Test Nissan Leaf, l’auto elettrica per antonomasia cambia ma non troppo

Con le modifiche al powertrain elettrico scendono i consumi e sale l'autonomia. Prezzi da 24.790 euro affittando la batteria

L’avviamento della Leaf avviene tramite un pulsante, ma con il model year 2013 il freno di stazionamento è a pedale e non più elettrico. Il selettore del “cambio automatico” invece è ancora una specie di mouse, ma con una posizione in più: oltre alle consuete posizioni D per la guida normale, R per la retromarcia e P per il parcheggio c’è anche la “B”, che permette di incrementare la rigenerazione delle batterie in frenata o in rilascio. In marcia si apprezza la silenziosità dell’abitacolo, ma anche lo spunto nelle partenze da fermo, garantito dalla notevole coppia che nei motori elettrici è disponibile da subito e nel caso della Leaf è di 254 Nm. Lo 0 -100 km/h è coperto in 11,5 secondi, un tempo che però mente sulle doti di scatto della Leaf. Lo sterzo invece conferisce una sensazione di consistenza molto gradevole, sia in manovra che in velocità, accoppiata a buone doti di stabilità e tenuta di strada. Merito soprattutto della integrazione delle batterie nel pianale della vettura, in una una posizione abbassa l’altezza del baricentro.

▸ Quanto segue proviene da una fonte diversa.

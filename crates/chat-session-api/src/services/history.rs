use std::sync::Arc;
use std::time::Duration;
use tracing::{debug, warn};

use super::chat::Chat;
use crate::config::DEFAULT_SESSION_TTL_SECONDS;
use crate::error::SessionResult;
use crate::models::{Message, MessageEncoding};
use crate::store::{KeyValueStore, Namespace};

/// Type tag between the namespace and the token in every history key.
pub const HISTORY_KEY_TAG: &str = "history:";

#[derive(Debug, Clone)]
pub struct HistoryOptions {
    /// Existing state token to resume; a new one is minted on first save.
    pub state: Option<String>,
    /// Sliding retention window, refreshed by every save.
    pub ttl: Duration,
    pub encoding: MessageEncoding,
}

impl Default for HistoryOptions {
    fn default() -> Self {
        Self {
            state: None,
            ttl: Duration::from_secs(DEFAULT_SESSION_TTL_SECONDS),
            encoding: MessageEncoding::default(),
        }
    }
}

impl HistoryOptions {
    pub fn with_state(state: Option<String>) -> Self {
        Self {
            state: state.filter(|s| !s.trim().is_empty()),
            ..Self::default()
        }
    }
}

/// Durable, expiring, append-only message log of one session.
pub struct History {
    store: Arc<dyn KeyValueStore>,
    namespace: Namespace,
    token: Option<String>,
    ttl: Duration,
    encoding: MessageEncoding,
}

impl History {
    pub fn new(store: Arc<dyn KeyValueStore>, namespace: Namespace, options: HistoryOptions) -> Self {
        Self {
            store,
            namespace,
            token: options.state.filter(|s| !s.trim().is_empty()),
            ttl: options.ttl,
            encoding: options.encoding,
        }
    }

    /// Current session token; always `Some` after the first save.
    pub fn id(&self) -> Option<&str> {
        self.token.as_deref()
    }

    fn key_for(token: &str) -> String {
        format!("{}{}", HISTORY_KEY_TAG, token)
    }

    /// Append one message and push the expiry out to `ttl` from now.
    pub async fn save(&mut self, message: &Message) -> SessionResult<()> {
        let token = self
            .token
            .get_or_insert_with(|| uuid::Uuid::new_v4().to_string())
            .clone();
        let key = Self::key_for(&token);

        self.store
            .append_with_ttl(&self.namespace, &key, &self.encoding.encode(message), self.ttl)
            .await?;

        debug!(session = %token, role = %message.role, "Saved message to history");
        Ok(())
    }

    /// Save a message given in `"role:content"` form.
    pub async fn save_tagged(&mut self, encoded: &str) -> SessionResult<()> {
        let message = Message::parse_tagged(encoded)?;
        self.save(&message).await
    }

    /// Persisted messages in stored order. A missing or expired key yields
    /// an empty list; undecodable entries are skipped with a warning.
    pub async fn entries(&self) -> SessionResult<Vec<Message>> {
        let Some(token) = self.token.as_deref() else {
            return Ok(Vec::new());
        };

        let raw = self
            .store
            .read_list(&self.namespace, &Self::key_for(token))
            .await?;

        Ok(raw
            .iter()
            .filter_map(|entry| match Message::decode(entry) {
                Ok(message) => Some(message),
                Err(e) => {
                    warn!(session = %token, "Skipping undecodable history entry: {}", e);
                    None
                }
            })
            .collect())
    }

    /// Replay the stored messages into `chat`, returning how many were added.
    pub async fn load(&self, chat: &mut Chat) -> SessionResult<usize> {
        let messages = self.entries().await?;
        let count = messages.len();
        for message in messages {
            chat.add(message);
        }
        debug!(session = ?self.token, "Loaded {} messages from history", count);
        Ok(count)
    }
}
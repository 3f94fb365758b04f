use futures::stream::Stream;
use std::pin::Pin;

use crate::error::SessionResult;
use crate::models::Message;

/// Lazily produced, finite, non-restartable sequence of text deltas.
/// Dropping it releases the upstream connection.
pub type FragmentStream = Pin<Box<dyn Stream<Item = SessionResult<String>> + Send>>;

/// Contract the session layer needs from a chat-completion endpoint.
///
/// Concatenating every fragment of `stream` must give the same text that
/// `complete` returns for the same messages and model. Implementations do
/// not retry.
#[async_trait::async_trait]
pub trait CompletionProvider: Send + Sync {
    async fn complete(&self, messages: &[Message], model: &str) -> SessionResult<Message>;

    async fn stream(&self, messages: &[Message], model: &str) -> SessionResult<FragmentStream>;

    async fn list_models(&self) -> SessionResult<Vec<String>> {
        Ok(Vec::new())
    }
}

Durante la nostra prova, svoltasi su un percorso prima urbano, poi diventato extraurbano e infine inerpicatosi sui saliscendi dei fiordi. Partendo con un’autonomia di 122 km indicata dalla strumentazione il livello delle batterie attestato al 98% della capacità siamo riusciti a riconsegnare la vettura con le batterie al 56% dopo 52 km . Abbiamo quindi consumato il 42% della carica, il che corrisponderebbe a un’autonomia effettiva di 124 km, di poco superiore alla previsione datta dalla strumentazione nonostante fossimo in due persone con relativi bagagli al seguito. Buona parte del merito va alla nuova funzione B che abbiamo sfruttato nella discesa che ci ha riportato in città. Sono valori ottenuti in reali condizioni di utilizzo, con l’aggravante di una temperatura esterna di 5 gradi che, per considerazioni fisico-chimiche, riduce un po’ l’autonomia. La ricarica degli accumulatori agli ioni di litio effettuata allacciandosi alla rete di casa richiede 8 ore, tempo che si può dimezzare impiegando un caricatore optional da 6,6 kW. Esistono poi le colonnine di ricarica rapida che ricaricano la batteria dal 30 all’80% in un tempo che oscilla dai 15 ai 30 minuti. Secondo Nissan nel 2012 i punti di ricarica in Italia erano 500, e nel 2013 dovrebbero diventare 800. In più, tutti i concessionari della rete Nissan metteranno a disposizione ulteriori 304 punti di ricarica.

Lunga 4 metri e 45 centimetri e larga 1 metro e 77 centimetri, la Leaf è omologata per cinque persone, ha una velocità massima di 144 km/h e dunque è assimilabile a una compatta comparabile con motore tradizionale. L’autonomia però, non è ancora tale da poterla considerare una “prima auto”, per l’impossibilità di affrontare lunghi spostamenti. Inoltre, i vantaggi ecologici e la possibilità di viaggiare nei giorni di blocco del traffico sono ancora legati a prezzi d’acquisto piuttosto elevati. Che tuttavia sono in parte compensati dall’esenzione dalla tassa di possesso e da costi di manutenzione e di rifornimento decisamente più bassi di quelli delle concorrenti a benzina o diesel. Secondo Nissan, per percorrere 15.000 km con una Leaf si spendono 449 euro di corrente, ovvero circa un terzo di quanto si spenderebbe in gasolio o un quarto della spesa in benzina. Nel mondo circolano circa 60.00 Leaf, ora proposta in tre allestimenti: Visia, Acenta e Tekna. La nuova Leaf è disponibile da giugno a prezzi di listino che vanno dai 30.690 euro della Visia, ai 33.690 euro della Acenta fino ai 36.090 euro della Tekna. È prevista, fra le varie proposte commerciali, anche la possibilità di acquistare l’auto ma noleggiare la batteria: in tal caso i prezzi di listino si riducono di 5.900 euro, mentre per le batterie si può scegliere fra diverse soluzioni, in base alla durata del contratto e alla percorrenza, con costi che spaziano da 79 euro al mese, per un contratto di almeno 3 anni e percorrenza annua fino a 12.500 km, fino ai 142 euro/mese per 12 mesi e 25.000 km/anno. Le batterie godono di 5 anni di garanzia o 100.000 km, come la vettura; quelle noleggiate invece sono coperte dalla garanzia finché il contratto è attivo.